Exercise description -
Take the data below. Output it exactly from its first line through the line containing "let unit = increment.unit().clone();".

Information supplied -
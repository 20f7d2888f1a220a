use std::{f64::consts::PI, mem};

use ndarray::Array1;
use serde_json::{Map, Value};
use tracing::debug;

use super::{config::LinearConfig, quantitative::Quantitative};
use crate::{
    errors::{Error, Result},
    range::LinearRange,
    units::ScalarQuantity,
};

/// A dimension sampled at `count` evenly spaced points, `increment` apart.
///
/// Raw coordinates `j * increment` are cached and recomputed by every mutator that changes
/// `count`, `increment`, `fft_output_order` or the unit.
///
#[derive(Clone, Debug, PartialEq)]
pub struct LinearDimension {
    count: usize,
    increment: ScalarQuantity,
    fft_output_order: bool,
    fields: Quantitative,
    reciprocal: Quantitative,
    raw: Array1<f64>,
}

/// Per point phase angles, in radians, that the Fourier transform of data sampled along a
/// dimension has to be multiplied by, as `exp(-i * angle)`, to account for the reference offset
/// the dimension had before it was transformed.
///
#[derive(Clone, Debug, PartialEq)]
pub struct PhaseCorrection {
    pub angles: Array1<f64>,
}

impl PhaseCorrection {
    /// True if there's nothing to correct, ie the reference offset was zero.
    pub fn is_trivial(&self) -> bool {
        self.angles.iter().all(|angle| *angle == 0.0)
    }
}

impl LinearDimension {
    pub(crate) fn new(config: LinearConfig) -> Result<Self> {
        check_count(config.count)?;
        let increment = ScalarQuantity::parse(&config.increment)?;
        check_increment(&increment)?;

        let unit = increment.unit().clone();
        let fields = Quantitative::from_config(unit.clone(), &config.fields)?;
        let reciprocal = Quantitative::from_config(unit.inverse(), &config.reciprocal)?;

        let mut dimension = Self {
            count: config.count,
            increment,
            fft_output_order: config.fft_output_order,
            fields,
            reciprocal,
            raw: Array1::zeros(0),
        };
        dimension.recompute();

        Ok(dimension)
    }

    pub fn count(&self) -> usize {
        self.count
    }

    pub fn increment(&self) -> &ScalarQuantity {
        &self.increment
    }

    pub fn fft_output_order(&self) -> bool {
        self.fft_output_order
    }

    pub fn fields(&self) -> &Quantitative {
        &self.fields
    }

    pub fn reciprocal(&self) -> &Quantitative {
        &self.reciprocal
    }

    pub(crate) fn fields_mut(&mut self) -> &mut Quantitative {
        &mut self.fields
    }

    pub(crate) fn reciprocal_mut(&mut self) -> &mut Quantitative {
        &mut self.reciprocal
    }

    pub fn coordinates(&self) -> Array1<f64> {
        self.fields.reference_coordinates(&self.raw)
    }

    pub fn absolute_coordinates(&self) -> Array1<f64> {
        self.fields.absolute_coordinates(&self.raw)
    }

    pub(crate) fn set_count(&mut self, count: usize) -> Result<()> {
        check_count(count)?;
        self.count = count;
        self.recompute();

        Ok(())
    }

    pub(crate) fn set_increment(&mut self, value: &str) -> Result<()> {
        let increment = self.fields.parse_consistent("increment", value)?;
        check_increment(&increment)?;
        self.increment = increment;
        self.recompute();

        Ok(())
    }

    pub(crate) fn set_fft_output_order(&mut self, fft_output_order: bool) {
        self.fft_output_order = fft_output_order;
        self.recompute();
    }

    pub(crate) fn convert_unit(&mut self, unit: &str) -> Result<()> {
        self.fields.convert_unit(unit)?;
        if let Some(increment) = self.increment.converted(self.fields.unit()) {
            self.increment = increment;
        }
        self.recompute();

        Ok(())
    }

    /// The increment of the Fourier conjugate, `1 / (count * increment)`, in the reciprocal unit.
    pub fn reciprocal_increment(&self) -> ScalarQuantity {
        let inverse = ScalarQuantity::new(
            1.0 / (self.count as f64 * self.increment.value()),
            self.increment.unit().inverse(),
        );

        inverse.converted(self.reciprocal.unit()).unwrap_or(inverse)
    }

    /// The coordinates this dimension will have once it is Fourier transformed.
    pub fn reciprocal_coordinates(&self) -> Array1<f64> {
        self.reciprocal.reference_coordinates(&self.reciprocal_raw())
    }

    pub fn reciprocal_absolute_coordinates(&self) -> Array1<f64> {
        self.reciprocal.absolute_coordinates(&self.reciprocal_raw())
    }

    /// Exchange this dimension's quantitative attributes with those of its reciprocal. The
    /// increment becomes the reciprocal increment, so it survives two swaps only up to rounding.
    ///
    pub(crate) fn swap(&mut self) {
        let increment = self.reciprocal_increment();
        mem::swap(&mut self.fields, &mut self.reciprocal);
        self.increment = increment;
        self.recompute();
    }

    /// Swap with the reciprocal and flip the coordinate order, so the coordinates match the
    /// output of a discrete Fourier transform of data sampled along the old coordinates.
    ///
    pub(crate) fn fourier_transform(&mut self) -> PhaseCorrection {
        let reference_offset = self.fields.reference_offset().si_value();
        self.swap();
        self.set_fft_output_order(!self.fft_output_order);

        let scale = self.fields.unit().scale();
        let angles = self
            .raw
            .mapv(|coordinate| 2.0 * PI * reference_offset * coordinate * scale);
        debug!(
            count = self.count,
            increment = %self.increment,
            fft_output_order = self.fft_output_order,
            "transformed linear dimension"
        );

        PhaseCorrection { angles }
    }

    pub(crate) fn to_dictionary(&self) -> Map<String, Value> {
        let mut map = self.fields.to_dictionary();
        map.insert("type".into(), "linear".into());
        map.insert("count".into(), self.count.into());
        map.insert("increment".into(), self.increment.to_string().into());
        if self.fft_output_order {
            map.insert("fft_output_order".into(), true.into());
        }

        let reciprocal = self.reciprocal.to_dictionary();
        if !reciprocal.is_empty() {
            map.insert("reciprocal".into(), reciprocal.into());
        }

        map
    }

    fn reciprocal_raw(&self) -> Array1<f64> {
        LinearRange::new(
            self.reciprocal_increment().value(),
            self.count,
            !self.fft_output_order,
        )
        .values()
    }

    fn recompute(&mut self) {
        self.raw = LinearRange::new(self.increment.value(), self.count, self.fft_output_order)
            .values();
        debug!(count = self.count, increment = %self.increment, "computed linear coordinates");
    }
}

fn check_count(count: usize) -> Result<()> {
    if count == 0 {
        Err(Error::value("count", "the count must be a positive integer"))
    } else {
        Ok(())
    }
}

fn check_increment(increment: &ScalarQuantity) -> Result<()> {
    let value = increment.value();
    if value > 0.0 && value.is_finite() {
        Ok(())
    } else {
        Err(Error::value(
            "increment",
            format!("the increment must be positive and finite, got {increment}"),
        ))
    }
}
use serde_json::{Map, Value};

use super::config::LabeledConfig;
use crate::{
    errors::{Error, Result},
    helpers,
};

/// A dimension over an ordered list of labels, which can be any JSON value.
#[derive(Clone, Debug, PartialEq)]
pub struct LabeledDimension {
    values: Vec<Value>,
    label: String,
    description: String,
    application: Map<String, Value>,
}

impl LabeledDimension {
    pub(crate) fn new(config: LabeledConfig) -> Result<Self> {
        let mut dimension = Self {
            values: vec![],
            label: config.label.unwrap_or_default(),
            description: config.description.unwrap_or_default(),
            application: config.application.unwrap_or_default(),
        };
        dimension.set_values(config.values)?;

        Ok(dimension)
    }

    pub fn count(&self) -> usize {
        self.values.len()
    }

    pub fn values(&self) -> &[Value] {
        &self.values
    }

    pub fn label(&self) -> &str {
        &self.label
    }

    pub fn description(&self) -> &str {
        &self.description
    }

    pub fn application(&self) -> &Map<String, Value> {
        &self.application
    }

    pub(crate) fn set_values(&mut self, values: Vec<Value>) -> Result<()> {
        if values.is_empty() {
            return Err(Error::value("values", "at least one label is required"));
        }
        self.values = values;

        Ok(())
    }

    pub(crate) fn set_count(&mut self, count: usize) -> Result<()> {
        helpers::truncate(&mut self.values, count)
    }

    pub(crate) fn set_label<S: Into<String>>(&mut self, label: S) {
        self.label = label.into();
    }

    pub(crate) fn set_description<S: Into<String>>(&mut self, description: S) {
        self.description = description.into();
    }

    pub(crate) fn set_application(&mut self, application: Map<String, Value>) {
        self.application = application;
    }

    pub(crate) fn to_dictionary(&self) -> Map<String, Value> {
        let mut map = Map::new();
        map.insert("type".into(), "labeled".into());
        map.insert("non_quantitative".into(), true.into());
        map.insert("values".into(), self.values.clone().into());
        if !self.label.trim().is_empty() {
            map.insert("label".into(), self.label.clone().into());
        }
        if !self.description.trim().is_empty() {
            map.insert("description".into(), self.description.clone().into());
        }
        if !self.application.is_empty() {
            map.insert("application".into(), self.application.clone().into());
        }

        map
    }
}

Your response -
repository 20f7d2888f1a220a
use std::{f64::consts::PI, mem};

use ndarray::Array1;
use serde_json::{Map, Value};
use tracing::debug;

use super::{config::LinearConfig, quantitative::Quantitative};
use crate::{
    errors::{Error, Result},
    range::LinearRange,
    units::ScalarQuantity,
};

/// A dimension sampled at `count` evenly spaced points, `increment` apart.
///
/// Raw coordinates `j * increment` are cached and recomputed by every mutator that changes
/// `count`, `increment`, `fft_output_order` or the unit.
///
#[derive(Clone, Debug, PartialEq)]
pub struct LinearDimension {
    count: usize,
    increment: ScalarQuantity,
    fft_output_order: bool,
    fields: Quantitative,
    reciprocal: Quantitative,
    raw: Array1<f64>,
}

/// Per point phase angles, in radians, that the Fourier transform of data sampled along a
/// dimension has to be multiplied by, as `exp(-i * angle)`, to account for the reference offset
/// the dimension had before it was transformed.
///
#[derive(Clone, Debug, PartialEq)]
pub struct PhaseCorrection {
    pub angles: Array1<f64>,
}

impl PhaseCorrection {
    /// True if there's nothing to correct, ie the reference offset was zero.
    pub fn is_trivial(&self) -> bool {
        self.angles.iter().all(|angle| *angle == 0.0)
    }
}

impl LinearDimension {
    pub(crate) fn new(config: LinearConfig) -> Result<Self> {
        check_count(config.count)?;
        let increment = ScalarQuantity::parse(&config.increment)?;
        check_increment(&increment)?;

        let unit = increment.unit().clone();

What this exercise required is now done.